§ Required work: Repeat the whole listing, keeping every word and every line intact.

§ Records supplied:
//! External script execution
//!
//! The interpreter only needs one narrow call: run a file with JSON
//! arguments under a timeout and get a JSON value back.

use std::io::Read;
use std::path::{Path, PathBuf};
use std::process::{Child, Command, Stdio};
use std::time::{Duration, Instant};

use serde_json::Value;
use thiserror::Error;
use tracing::{debug, instrument, warn};

const POLL_INTERVAL: Duration = Duration::from_millis(10);
const DEFAULT_TIMEOUT: Duration = Duration::from_secs(10);

/// Errors from an external run
#[derive(Debug, Error)]
pub enum ExternalError {
    #[error("script not found: {0}")]
    NotFound(PathBuf),

    #[error("failed to launch {interpreter}: {source}")]
    Spawn {
        interpreter: String,
        #[source]
        source: std::io::Error,
    },

    #[error("timed out after {0:?}")]
    Timeout(Duration),

    #[error("exited with status {code:?}: {stderr}")]
    Failed { code: Option<i32>, stderr: String },

    #[error("output is not valid JSON: {0}")]
    InvalidOutput(#[from] serde_json::Error),

    #[error("I/O error: {0}")]
    Io(#[from] std::io::Error),
}

/// Runs a user-supplied script and returns its JSON result
pub trait ExternalRunner: Send + Sync {
    fn run(&self, path: &Path, args: &[Value], timeout: Duration) -> Result<Value, ExternalError>;

    /// Timeout used when a command does not give one
    fn default_timeout(&self) -> Duration {
        DEFAULT_TIMEOUT
    }
}

/// Runs `<interpreter> <path> <args-json>` as a child process
///
/// The child's trimmed stdout is decoded as JSON (`null` when empty). A
/// non-zero exit fails with the child's stderr; expiry of the timeout kills
/// the child.
#[derive(Debug, Clone)]
pub struct ProcessRunner {
    interpreter: String,
    base_dir: PathBuf,
    timeout: Duration,
}

impl Default for ProcessRunner {
    fn default() -> Self {
        Self::new("python3", "py_scripts")
    }
}

impl ProcessRunner {
    pub fn new(interpreter: impl Into<String>, base_dir: impl Into<PathBuf>) -> Self {
        Self {
            interpreter: interpreter.into(),
            base_dir: base_dir.into(),
            timeout: DEFAULT_TIMEOUT,
        }
    }

    /// Override the default timeout
    pub fn with_timeout(mut self, timeout: Duration) -> Self {
        self.timeout = timeout;
        self
    }

    /// Relative paths resolve against the base directory
    pub fn resolve_path(&self, path: &Path) -> PathBuf {
        if path.is_absolute() {
            path.to_path_buf()
        } else {
            self.base_dir.join(path)
        }
    }

    fn wait_with_timeout(child: &mut Child, timeout: Duration) -> Result<std::process::ExitStatus, ExternalError> {
        let deadline = Instant::now().checked_add(timeout);
        loop {
            if let Some(status) = child.try_wait()? {
                return Ok(status);
            }
            if deadline.is_some_and(|deadline| Instant::now() >= deadline) {
                if let Err(e) = child.kill() {
                    warn!(error = %e, "failed to kill timed-out external script");
                }
                let _ = child.wait();
                return Err(ExternalError::Timeout(timeout));
            }
            std::thread::sleep(POLL_INTERVAL);
        }
    }
}

fn read_pipe(pipe: Option<impl Read>) -> std::io::Result<String> {
    let mut out = String::new();
    if let Some(mut pipe) = pipe {
        pipe.read_to_string(&mut out)?;
    }
    Ok(out)
}

impl ExternalRunner for ProcessRunner {
    #[instrument(skip(self, args), fields(interpreter = %self.interpreter))]
    fn run(&self, path: &Path, args: &[Value], timeout: Duration) -> Result<Value, ExternalError> {
        let script = self.resolve_path(path);
        if !script.is_file() {
            return Err(ExternalError::NotFound(script));
        }

        let args_json = serde_json::to_string(args)?;
        let mut child = Command::new(&self.interpreter)
            .arg(&script)
            .arg(&args_json)
            .stdin(Stdio::null())
            .stdout(Stdio::piped())
            .stderr(Stdio::piped())
            .spawn()
            .map_err(|source| ExternalError::Spawn {
                interpreter: self.interpreter.clone(),
                source,
            })?;

        // Pipes are drained concurrently with the wait
        let stdout = child.stdout.take();
        let stderr = child.stderr.take();
        let out_reader = std::thread::spawn(move || read_pipe(stdout));
        let err_reader = std::thread::spawn(move || read_pipe(stderr));

        let status = Self::wait_with_timeout(&mut child, timeout)?;
        let stdout = out_reader.join().unwrap_or_else(|_| Ok(String::new()))?;
        let stderr = err_reader.join().unwrap_or_else(|_| Ok(String::new()))?;

        if !status.success() {
            return Err(ExternalError::Failed {
                code: status.code(),
                stderr: stderr.trim().to_string(),
            });
        }

        let text = stdout.trim();
        debug!(script = %script.display(), bytes = text.len(), "external script finished");
        if text.is_empty() {
            return Ok(Value::Null);
        }
        Ok(serde_json::from_str(text)?)
    }

    fn default_timeout(&self) -> Duration {
        self.timeout
    }
}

§ Exercise response:
//! External script execution
//!
//! The interpreter only needs one narrow call: run a file with JSON
//! arguments under a timeout and get a JSON value back.

use std::io::Read;
use std::path::{Path, PathBuf};
use std::process::{Child, Command, Stdio};
use std::time::{Duration, Instant};

use serde_json::Value;
use thiserror::Error;
use tracing::{debug, instrument, warn};

const POLL_INTERVAL: Duration = Duration::from_millis(10);
const DEFAULT_TIMEOUT: Duration = Duration::from_secs(10);

/// Errors from an external run
#[derive(Debug, Error)]
pub enum ExternalError {
    #[error("script not found: {0}")]
    NotFound(PathBuf),

    #[error("failed to launch {interpreter}: {source}")]
    Spawn {
        interpreter: String,
        #[source]
        source: std::io::Error,
    },

    #[error("timed out after {0:?}")]
    Timeout(Duration),

    #[error("exited with status {code:?}: {stderr}")]
    Failed { code: Option<i32>, stderr: String },

    #[error("output is not valid JSON: {0}")]
    InvalidOutput(#[from] serde_json::Error),

    #[error("I/O error: {0}")]
    Io(#[from] std::io::Error),
}

/// Runs a user-supplied script and returns its JSON result
pub trait ExternalRunner: Send + Sync {
    fn run(&self, path: &Path, args: &[Value], timeout: Duration) -> Result<Value, ExternalError>;

    /// Timeout used when a command does not give one
    fn default_timeout(&self) -> Duration {
        DEFAULT_TIMEOUT
    }
}

/// Runs `<interpreter> <path> <args-json>` as a child process
///
/// The child's trimmed stdout is decoded as JSON (`null` when empty). A
/// non-zero exit fails with the child's stderr; expiry of the timeout kills
/// the child.
#[derive(Debug, Clone)]
pub struct ProcessRunner {
    interpreter: String,
    base_dir: PathBuf,
    timeout: Duration,
}

impl Default for ProcessRunner {
    fn default() -> Self {
        Self::new("python3", "py_scripts")
    }
}

impl ProcessRunner {
    pub fn new(interpreter: impl Into<String>, base_dir: impl Into<PathBuf>) -> Self {
        Self {
            interpreter: interpreter.into(),
            base_dir: base_dir.into(),
            timeout: DEFAULT_TIMEOUT,
        }
    }

    /// Override the default timeout
    pub fn with_timeout(mut self, timeout: Duration) -> Self {
        self.timeout = timeout;
        self
    }

    /// Relative paths resolve against the base directory
    pub fn resolve_path(&self, path: &Path) -> PathBuf {
        if path.is_absolute() {
            path.to_path_buf()
        } else {
            self.base_dir.join(path)
        }
    }

    fn wait_with_timeout(child: &mut Child, timeout: Duration) -> Result<std::process::ExitStatus, ExternalError> {
        let deadline = Instant::now().checked_add(timeout);
        loop {
            if let Some(status) = child.try_wait()? {
                return Ok(status);
            }
            if deadline.is_some_and(|deadline| Instant::now() >= deadline) {
                if let Err(e) = child.kill() {
                    warn!(error = %e, "failed to kill timed-out external script");
                }
                let _ = child.wait();
                return Err(ExternalError::Timeout(timeout));
            }
            std::thread::sleep(POLL_INTERVAL);
        }
    }
}

fn read_pipe(pipe: Option<impl Read>) -> std::io::Result<String> {
    let mut out = String::new();
    if let Some(mut pipe) = pipe {
        pipe.read_to_string(&mut out)?;
    }
    Ok(out)
}

impl ExternalRunner for ProcessRunner {
    #[instrument(skip(self, args), fields(interpreter = %self.interpreter))]
    fn run(&self, path: &Path, args: &[Value], timeout: Duration) -> Result<Value, ExternalError> {
        let script = self.resolve_path(path);
        if !script.is_file() {
            return Err(ExternalError::NotFound(script));
        }

        let args_json = serde_json::to_string(args)?;
        let mut child = Command::new(&self.interpreter)
            .arg(&script)
            .arg(&args_json)
            .stdin(Stdio::null())
            .stdout(Stdio::piped())
            .stderr(Stdio::piped())
            .spawn()
            .map_err(|source| ExternalError::Spawn {
                interpreter: self.interpreter.clone(),
                source,
            })?;

        // Pipes are drained concurrently with the wait
        let stdout = child.stdout.take();
        let stderr = child.stderr.take();
        let out_reader = std::thread::spawn(move || read_pipe(stdout));
        let err_reader = std::thread::spawn(move || read_pipe(stderr));

        let status = Self::wait_with_timeout(&mut child, timeout)?;
        let stdout = out_reader.join().unwrap_or_else(|_| Ok(String::new()))?;
        let stderr = err_reader.join().unwrap_or_else(|_| Ok(String::new()))?;

        if !status.success() {
            return Err(ExternalError::Failed {
                code: status.code(),
                stderr: stderr.trim().to_string(),
            });
        }

        let text = stdout.trim();
        debug!(script = %script.display(), bytes = text.len(), "external script finished");
        if text.is_empty() {
            return Ok(Value::Null);
        }
        Ok(serde_json::from_str(text)?)
    }

    fn default_timeout(&self) -> Duration {
        self.timeout
    }
}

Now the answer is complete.